* Short-term market impact seen limited
* Proposals for permanent solutions to low prices due Wednesday
By Nina Chestney
LONDON, Nov 13 (Reuters) - Prices for EU carbon emissions permits closed 8 percent lower on Tuesday, after the European Commission proposed the withdrawal of only 900 million permits in its Emissions Trading Scheme (ETS) from next year to prop up low prices.
Speculative market participants who had been expecting a greater number in the proposal helped drive up prices to an eight-month high of 9.10 euros a tonne on Monday.
However, they switched to the sell side on Tuesday when the number was released, traders said.
The benchmark contract for EU Allowances (EUAs) on ICE closed at 8.37 euros ($10.64) a tonne, 7.8 percent lower than the previous day’s closing price.
The market was likely to remain volatile on Wednesday, traders said, when the European Commission is due to publish a report outlining more permanent solutions to low carbon prices.

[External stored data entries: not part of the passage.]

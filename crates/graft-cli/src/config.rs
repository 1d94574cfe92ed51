//! `graft.toml` loading and defaults.

use std::fs;
use std::path::{Path, PathBuf};

use graft_codegen::CodegenOptions;
use graft_convert::ConverterConfig;
use graft_core::GraftError;
use graft_tokens::ExtractOptions;
use serde::{Deserialize, Serialize};
use tracing::debug;

/// Configuration file looked up in the working directory.
pub const CONFIG_FILE: &str = "graft.toml";

/// Pipeline configuration loaded from TOML; every table is optional.
#[derive(Debug, Clone, PartialEq, Serialize, Deserialize)]
#[serde(default)]
pub struct GraftConfig {
    pub extract: ExtractOptions,
    pub convert: ConverterConfig,
    pub codegen: CodegenOptions,
    /// Where `generate` writes files unless `--out` is given.
    pub output_dir: PathBuf,
}

impl Default for GraftConfig {
    fn default() -> Self {
        Self {
            extract: ExtractOptions::default(),
            convert: ConverterConfig::default(),
            codegen: CodegenOptions::default(),
            output_dir: PathBuf::from("generated"),
        }
    }
}

impl GraftConfig {
    /// Load from an explicit path, or from `graft.toml` in the working
    /// directory when present, or fall back to defaults.
    pub fn load(explicit: Option<&Path>) -> Result<Self, GraftError> {
        match explicit {
            Some(path) => Self::from_file(path),
            None => {
                let path = Path::new(CONFIG_FILE);
                if path.exists() {
                    Self::from_file(path)
                } else {
                    debug!("no {} found, using defaults", CONFIG_FILE);
                    Ok(Self::default())
                }
            }
        }
    }

    /// Parse a configuration file.
    pub fn from_file(path: &Path) -> Result<Self, GraftError> {
        let data = fs::read_to_string(path)?;
        let config = Self::from_toml(&data)
            .map_err(|e| GraftError::Config(format!("{}: {}", path.display(), e)))?;
        debug!(path = %path.display(), "loaded configuration");
        Ok(config)
    }

    pub fn from_toml(data: &str) -> Result<Self, toml::de::Error> {
        toml::from_str(data)
    }
}

#[cfg(test)]
mod tests {
    use super::*;
    use std::io::Write;

    #[test]
    fn test_empty_file_is_default() {
        assert_eq!(GraftConfig::from_toml("").unwrap(), GraftConfig::default());
    }

    #[test]
    fn test_partial_tables() {
        let config = GraftConfig::from_toml(
            r#"
            output_dir = "mobile/src"

            [extract]
            effects = false

            [convert]
            include_hidden = true

            [codegen]
            screens = true
            typescript = false
            "#,
        )
        .unwrap();

        assert_eq!(config.output_dir, PathBuf::from("mobile/src"));
        assert!(!config.extract.effects);
        assert!(config.extract.colors);
        assert!(config.convert.include_hidden);
        assert!(config.convert.detect_buttons);
        assert!(config.codegen.screens);
        assert!(!config.codegen.typescript);
        assert_eq!(config.codegen.screens_dir, "app");
    }

    #[test]
    fn test_from_file_reports_bad_toml() {
        let mut file = tempfile::NamedTempFile::new().unwrap();
        writeln!(file, "output_dir = [").unwrap();
        let err = GraftConfig::from_file(file.path()).unwrap_err();
        assert!(matches!(err, GraftError::Config(_)));
    }

    #[test]
    fn test_explicit_missing_file_is_io_error() {
        let err = GraftConfig::load(Some(Path::new("/nonexistent/graft.toml"))).unwrap_err();
        assert!(matches!(err, GraftError::Io(_)));
    }
}
//! Pipeline benchmarks.

use criterion::{black_box, criterion_group, criterion_main, Criterion};
use graft_codegen::emit_component;
use graft_convert::{convert, ConverterConfig};
use graft_core::Document;
use graft_tokens::{extract, ExtractOptions};

const SIMPLE_URL: &str = "https://www.figma.com/design/AbC123xyz/Mobile-App?node-id=123-456&t=abc";

const FIXTURE: &str = include_str!("../tests/fixtures/greeting.json");

fn load_fixture() -> Document {
    serde_json::from_str(FIXTURE).expect("fixture parses")
}

fn parse_reference(c: &mut Criterion) {
    c.bench_function("parse_reference", |b| {
        b.iter(|| graft_reference::parse(black_box(SIMPLE_URL)))
    });
}

fn extract_tokens(c: &mut Criterion) {
    let document = load_fixture();
    let options = ExtractOptions::default();
    c.bench_function("extract_tokens", |b| {
        b.iter(|| extract(black_box(document.pages()), &options))
    });
}

fn convert_and_emit(c: &mut Criterion) {
    let document = load_fixture();
    let config = ConverterConfig::default();
    let frame = &document.pages()[0].children[0];
    c.bench_function("convert_and_emit", |b| {
        b.iter(|| emit_component(&convert(black_box(frame), &config)))
    });
}

criterion_group!(benches, parse_reference, extract_tokens, convert_and_emit);
criterion_main!(benches);
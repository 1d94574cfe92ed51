//! Code generators for target frameworks.

mod react_native;

pub use react_native::{component_name, screen_file_stem, ReactNativeGenerator};

use graft_core::{AssetRequest, ConvertedComponent, DesignTokenSet, GeneratedFile};
use serde::{Deserialize, Serialize};

use crate::error::Result;

/// Common trait for code generators.
pub trait CodeGenerator {
    /// Target framework name.
    fn framework_name(&self) -> &'static str;

    /// Generate one component source file.
    fn generate_component(&self, component: &ConvertedComponent) -> Result<String>;

    /// Generate design system code (theme configuration).
    fn generate_design_system(&self, tokens: &DesignTokenSet) -> Result<String>;

    /// Generate every file for a set of converted roots and their tokens.
    fn generate_project(&self, project: &ProjectOptions) -> Result<GeneratedProject>;
}

/// Generator settings, loadable from the `[codegen]` table of `graft.toml`.
#[derive(Debug, Clone, PartialEq, Eq, Serialize, Deserialize)]
#[serde(default)]
pub struct CodegenOptions {
    /// Emit `.tsx` instead of `.jsx`.
    pub typescript: bool,
    /// Emit routed screens instead of reusable components.
    pub screens: bool,
    pub components_dir: String,
    pub screens_dir: String,
    /// Scale requested for rendered image assets.
    pub asset_scale: u8,
    /// Also write the raw token set as `design-tokens.json`.
    pub token_json: bool,
}

impl Default for CodegenOptions {
    fn default() -> Self {
        Self {
            typescript: true,
            screens: false,
            components_dir: "components".to_string(),
            screens_dir: "app".to_string(),
            asset_scale: 2,
            token_json: true,
        }
    }
}

/// Input for project generation.
#[derive(Debug, Clone, Default)]
pub struct ProjectOptions {
    /// Converted roots, one output file each.
    pub components: Vec<ConvertedComponent>,
    /// Design tokens for the theme.
    pub tokens: Option<DesignTokenSet>,
}

/// Generated project output.
#[derive(Debug, Clone, Default)]
pub struct GeneratedProject {
    pub files: Vec<GeneratedFile>,
    /// Image renders the asset collaborator should fetch.
    pub assets: Vec<AssetRequest>,
}
//! Duel action submission.

use axum::{Json, extract::State};
use duel_arena::{DuelAction, DuelResponse};
use std::time::{Duration, Instant};

use super::{AppState, errors::ApiError};
use crate::logging::log_action;

/// Milliseconds in `duration`, saturating at `u64::MAX`.
fn whole_millis(duration: Duration) -> u64 {
    u64::try_from(duration.as_millis()).unwrap_or(u64::MAX)
}

fn action_name(action: &DuelAction) -> &'static str {
    match action {
        DuelAction::Challenge { .. } => "challenge",
        DuelAction::Join { .. } => "join",
        DuelAction::JoinAsDealer { .. } => "join_as_dealer",
        DuelAction::StartMatch { .. } => "start_match",
        DuelAction::Move { .. } => "move",
        DuelAction::CancelOrWithdraw { .. } => "cancel_or_withdraw",
        DuelAction::GetDuel { .. } => "get_duel",
        DuelAction::RequestUserStats { .. } => "request_user_stats",
        DuelAction::RequestGlobalStats => "request_global_stats",
    }
}

fn response_name(response: &DuelResponse) -> &'static str {
    match response {
        DuelResponse::Challenged { .. } => "challenged",
        DuelResponse::Joined { .. } => "joined",
        DuelResponse::DealerJoined { .. } => "dealer_joined",
        DuelResponse::Started { .. } => "started",
        DuelResponse::Moved { .. } => "moved",
        DuelResponse::Settled { .. } => "settled",
        DuelResponse::Cancelled { .. } => "cancelled",
        DuelResponse::Reopened { .. } => "reopened",
        DuelResponse::Duel { .. } => "duel",
        DuelResponse::UserStats { .. } => "user_stats",
        DuelResponse::GlobalStats { .. } => "global_stats",
    }
}

/// Submit one duel action.
///
/// # Request
///
/// ```json
/// {"type": "move", "user_id": 42, "cell": 4}
/// ```
///
/// # Response
///
/// `200 OK` with the `DuelResponse` tagged by `type`, or an `ErrorResponse`
/// whose status depends on the rejection (`409`, `403`, `404`, `422`, `5xx`).
pub async fn submit_action(
    State(state): State<AppState>,
    Json(action): Json<DuelAction>,
) -> Result<Json<DuelResponse>, ApiError> {
    let name = action_name(&action);
    let user_id = action.actor();
    let started = Instant::now();

    let result = state.duels.submit(action).await;
    let elapsed = whole_millis(started.elapsed());

    match &result {
        Ok(response) => log_action(name, user_id, Ok(response_name(response)), elapsed),
        Err(e) => log_action(name, user_id, Err(e.kind()), elapsed),
    }

    Ok(Json(result?))
}

#[cfg(test)]
mod tests {
    use super::*;

    #[test]
    fn test_whole_millis_saturates() {
        assert_eq!(whole_millis(Duration::from_micros(2_500)), 2);
        assert_eq!(whole_millis(Duration::MAX), u64::MAX);
    }
}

Earlier this year, the Commission announced its intention to withhold permits from the market temporarily - 400 million, 900 million or 1.2 billion units - in a process known as backloading.
On Monday, the Commission said the plan would push back 400 million allowances in 2013, 300 million in 2014 and 200 million in 2015. The permits would be reintroduced to the market in 2019 and 2020.
Prices for carbon permits have been trading between 6 and 9 euros for most of the year due to an economic downturn which has reduced demand for permits from industry and power companies, and a more general over-supply of permits.
The ETS caps carbon emissions on more than 12,000 industrial and power plants across the 27-nation bloc and governments are allowed to sell a certain number of carbon permits each year called EU Allowances.
Some experts and green groups say low prices undermine the effectiveness of the scheme as it reduces participants’ incentive to reduce emissions.
The Commission plan to temporarily withdraw carbon permits should only have a limited, short-term impact on prices, analysts said.
“In the short term we expect to see a sideways trend in EUA prices. In the medium to long term, however, prices should stabilise and post further gains,” said UniCredit analyst Heiko Siemann.
However, the supply of new permits to the market continues unabated, with a number of auctions scheduled between now and the end of this year putting pressure on prices.
Deutsche Bank analysts said a more permanent, structural solution to the problem of permit over-supply is still needed, otherwise prices will only fall again later when withheld EUAs are reinserted into the market.
The Commission’s withdrawal proposal now has to be debated by EU member states, which are expected to vote on Dec. 13.
If the number is approved, it could push EUA prices back to 15 euros a tonne or more in the 12-18 month period after formal adoption of the plan, Deutsche Bank said.